Fifth, is the headquarters of the J. H. Meek and Sons farming enterprises located at the se corner of Roads 27 and 99.  The family has farmed in various locations in the county for over a hundred years, but this site is now their control-point for thousands of owned and rented acres in three counties.  The modest original residential cottage is dwarfed amidst huge indoor and outdoor equipment storage areas.  Three massive, distinctive structures (all over 60x150’) were built in parallel:  a 70-year-old wooden barn, a 40 year old corrugated metal barn, and a contemporary brightly-painted metal shed.  Their office staff is happy to arrange a conversation with the 90+ years old senior Meek and they display their pride in newly adopted high-yield tomato varieties developed by research here in Yolo County.

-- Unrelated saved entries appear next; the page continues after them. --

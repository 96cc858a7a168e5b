//! SuperSpeed compliance diagnostic attribute.
//!
//! Exposes the raw PORTSC snapshot at the fixed diagnostic offset and a
//! write path that forces the port into compliance mode for electrical
//! testing. Only the literal value "1" does anything.

use log::info;

use crate::err::{PlatError, Result};
use crate::osal::PlatformOp;
use crate::regs::{LinkState, PORTSC, PORTSC_OFFSET, PortscValue};
use crate::XhciPlat;

impl<E: PlatformOp> XhciPlat<E> {
    /// Raw snapshot of the diagnostic port status register.
    pub fn ss_compliance(&self) -> Result<u32> {
        let mmio = self.ctx.mmio().ok_or(PlatError::BadResource)?;
        Ok(mmio.read32(PORTSC_OFFSET))
    }

    /// Accepts the literal "1": latches PLS to the compliance encoding
    /// with the link write strobe set. Non-numeric input is rejected;
    /// other numbers are ignored, leaving the register untouched.
    pub fn set_ss_compliance(&self, input: &str) -> Result {
        let value: i32 = input.trim().parse().map_err(|_| PlatError::InvalidParam)?;
        if value != 1 {
            info!("only 1 is allowed for input value");
            return Ok(());
        }

        let mmio = self.ctx.mmio().ok_or(PlatError::BadResource)?;
        let mut portsc = PortscValue::new(mmio.read32(PORTSC_OFFSET));
        portsc.modify(PORTSC::PLS.val(LinkState::Compliance as u32) + PORTSC::LWS::SET);
        mmio.write32(PORTSC_OFFSET, portsc.get());

        info!("ss host compliance enabled portsc {:#x}", portsc.get());
        Ok(())
    }
}
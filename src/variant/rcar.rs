//! Renesas R-Car variant: the controller runs vendor firmware that must be
//! pushed through the download registers before the core is set up, and
//! again on resume because the SoC powers the block down in sleep.

use core::time::Duration;

use log::{debug, info};

use crate::context::ControllerContext;
use crate::err::{PlatError, Result};
use crate::osal::PlatformOp;

pub(crate) const FIRMWARE_V1: &str = "r8a779x_usb3_v1.dlmem";
pub(crate) const FIRMWARE_V3: &str = "r8a779x_usb3_v3.dlmem";

const USB3_INT_ENA: usize = 0x224;
const USB3_DL_CTRL: usize = 0x250;
const USB3_FW_DATA0: usize = 0x258;
const USB3_LCLK: usize = 0xa44;

const INT_ENA_VAL: u32 = 0x032f;
const DL_CTRL_ENABLE: u32 = 1 << 0;
const DL_CTRL_FW_SUCCESS: u32 = 1 << 4;
const DL_CTRL_FW_SET_DATA0: u32 = 1 << 8;
const LCLK_ENA_VAL: u32 = 0x0103_0001;

const FW_POLL_LIMIT: usize = 100;
const FW_POLL_INTERVAL: Duration = Duration::from_millis(1);

/// Push `name` into the controller. Skipped when a previous download
/// already reported success, so running once per logical controller is
/// harmless.
pub(crate) fn download_firmware<E: PlatformOp + ?Sized>(
    env: &E,
    ctx: &ControllerContext,
    name: &'static str,
) -> Result {
    let Some(mmio) = ctx.mmio() else {
        return Err(PlatError::BadResource);
    };

    if mmio.read32(USB3_DL_CTRL) & DL_CTRL_FW_SUCCESS != 0 {
        debug!("firmware {name} already downloaded");
        return Ok(());
    }

    let data = env.request_firmware(name)?;
    info!("downloading firmware {name} ({} bytes)", data.len());

    mmio.write32(USB3_INT_ENA, INT_ENA_VAL);

    for chunk in data.chunks(4) {
        let mut word = [0u8; 4];
        word[..chunk.len()].copy_from_slice(chunk);
        mmio.write32(USB3_FW_DATA0, u32::from_le_bytes(word));
        mmio.update32(USB3_DL_CTRL, |v| v | DL_CTRL_FW_SET_DATA0);
    }

    mmio.update32(USB3_DL_CTRL, |v| v | DL_CTRL_ENABLE);

    for _ in 0..FW_POLL_LIMIT {
        if mmio.read32(USB3_DL_CTRL) & DL_CTRL_FW_SUCCESS != 0 {
            info!("firmware {name} accepted");
            return Ok(());
        }
        env.delay(FW_POLL_INTERVAL);
    }

    Err(PlatError::Firmware(name))
}

/// Ungate the link clock right before the core starts.
pub(crate) fn start(ctx: &ControllerContext) {
    if let Some(mmio) = ctx.mmio() {
        mmio.write32(USB3_LCLK, LCLK_ENA_VAL);
    }
}
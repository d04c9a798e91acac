use thiserror::Error;

/// Errors surfaced by the calibration core.
///
/// Recoverable per-item failures (a bootstrap pair with no shared frames, a
/// rejected PnP solve) are not represented here — they are logged and
/// silently dropped at the call site. This enum is reserved for conditions
/// that make the caller's request impossible to satisfy.
#[derive(Error, Debug)]
pub enum CoreError {
    #[error("invalid input: {0}")]
    InvalidInput(&'static str),

    #[error("insufficient data: {0}")]
    InsufficientData(&'static str),

    #[error("optimization failed: {0}")]
    OptimizationFailure(&'static str),

    #[error("camera {port} has no intrinsics")]
    MissingIntrinsics { port: i64 },

    #[error("unknown camera port {port}")]
    UnknownCamera { port: i64 },

    #[error("SVD failed to converge")]
    SvdFailed,

    #[error("cam_geom::Error: {source}")]
    CamGeom {
        #[from]
        source: cam_geom::Error,
    },

    #[error("opencv_ros_camera::Error: {source}")]
    OpencvRosCamera {
        #[from]
        source: opencv_ros_camera::Error,
    },
}

pub type Result<T> = std::result::Result<T, CoreError>;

Sixth, is the Medlock Field operation of Growers Air Service located between Willow Slough and Road 100.  Started in 1964 by a Davis-area pilot with international experience, the field’s hangars house 6 planes for aerial applications to agriculture fields.  One of their bi-planes, a design based on local innovations, just got donated to the Smithsonian.  They are the biggest ag air service in the Sacramento Valley and their work area is displayed cleverly by the office wall’s 8’ by 12’ assemblage of 100+ topographic maps (expertly fit together, of course, as you would express in a business where precision is required).  Servicing the Yolo rice industry was Medlock airfield’s main original business.  Road 27’s other past contributions to the rice industry are still visible in the now-derelict Rice Growers Association of California mill (best seen from highway 113) and the abandoned rice warehouse at appropriately named “Arroz” (Spanish for rice) at Road 89.